Covid & a Cone: How My Foster Dog Taught Me to Heal

I recently contracted COVID-19 for the second time. Since it wasn't as debilitating as the first time I was afflicted, I convinced myself to push through it. I thought I could still keep the house clean, run my business, do yard work, and be a responsive friend /sister /daughter /granddaughter. I was doing pretty well, living almost a normal life despite the lethargy, body aches, and congestion (it's just like bad allergies - it's fine!). Then my foster dog came home from surgery.

Chief enjoying some front porch sun on May 15, 2024

Chief is a Velcro dog. My snobby chihuahua mix doesn't understand this term, but it's when a dog loves you so much, they can't have you out of their sight. When I would get up to unload the dishwasher, Chief and his cumbersome cone would follow me. When I swept, weeded, or did anything that required being off the couch, he was there beside me. No matter how often I urged him to lie down and rest, he maintained his post by my side.

By early afternoon, I stopped folding laundry long enough to peer into Chief's eyes. I could tell he was tired. I probably could have seen the same thing in my reflection if I hadn't been avoiding it all day (I look like death regurgitated when I'm sick). As I stood to restock the linen closet, with Chief poised to follow me, I heard the vet's voice ringing in my ears - "he may need to rest a lot while he's healing."

So I sat down. I watched TV, pulled out an adult coloring book, and did my best not to move the rest of the day. I rested for hours, not for the sake of my virus-plagued body, but for this tired lab mix who had been through a lot since he came to live with us three weeks ago. The respite gave me time to think.

Why have we become so uncomfortable in a sedentary state? How is this resistance to rest affecting the rest of our lives? I recently read that autoimmune disorders are rising at an alarming rate, particularly in women. While medical professionals haven't identified a singular cause, there's growing evidence that stress and worry can exacerbate or even induce autoimmune disorders. The bodies of our ancestors rightly entered fight-or-flight mode when confronted with a threat to their lives; but when the threat receded, so did the heightened stress state.

The difference today is that our threats don't retreat. They're ever-present - climate change, concerns for our children, violence and war, even if many of us are privileged to only see it on TV instead of in our backyards. There's also work stress, juggling family schedules, and the constant need to check the latest message, email, or Instagram reel pinging from the computer in our pockets.

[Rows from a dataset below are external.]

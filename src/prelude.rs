//! Pustaka prelude.
//!
//! Convenience exports for common library consumers.

pub use crate::{
    cart::{Cart, CartLine},
    catalog::{Book, CATALOG_KEY, Catalog, CatalogError, Upsert},
    checkout::{CheckoutPage, checkout_form},
    fixtures::{Fixture, FixtureError},
    history::{HistoryPage, HistoryRecord},
    notify::{Notice, NoticeBoard, NoticeKind},
    session::{ADMIN_ROLE, USER_KEY, User, current_user, require_user, sign_in, sign_out},
    stock::{Editor, StockPage},
    store::Store,
    tracking::{
        Badge, STATUS_DELIVERED, TimelineEvent, TrackingPage, TrackingRecord, TrackingTable,
    },
    validation::{Field, FieldKind, Form, is_valid_email, is_valid_phone},
};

I don't have a single solution to all of this chaos. I don't know how to slow our lives down, reduce the noise and our growing to-do lists. I do know that saying "yes" to one more act in service of another can feel like fueling a fast-moving fire, and the tipping point to burnout. When we feel overwhelmed, helping others is often the first thing sacrificed from our to-do list.

Sometimes acting in service of others is precisely what we need to stop burnout in its tracks though. The cure may be found in the moment that gives you perspective on your life (a remedy for cynicism - the first element of burnout). It's the friendship you make while volunteering (a remedy for inefficacy - the second dimension of burnout). It's the anxious foster dog who forces you to lie still on the couch when you’re sick (a remedy for burnout’s third element - exhaustion).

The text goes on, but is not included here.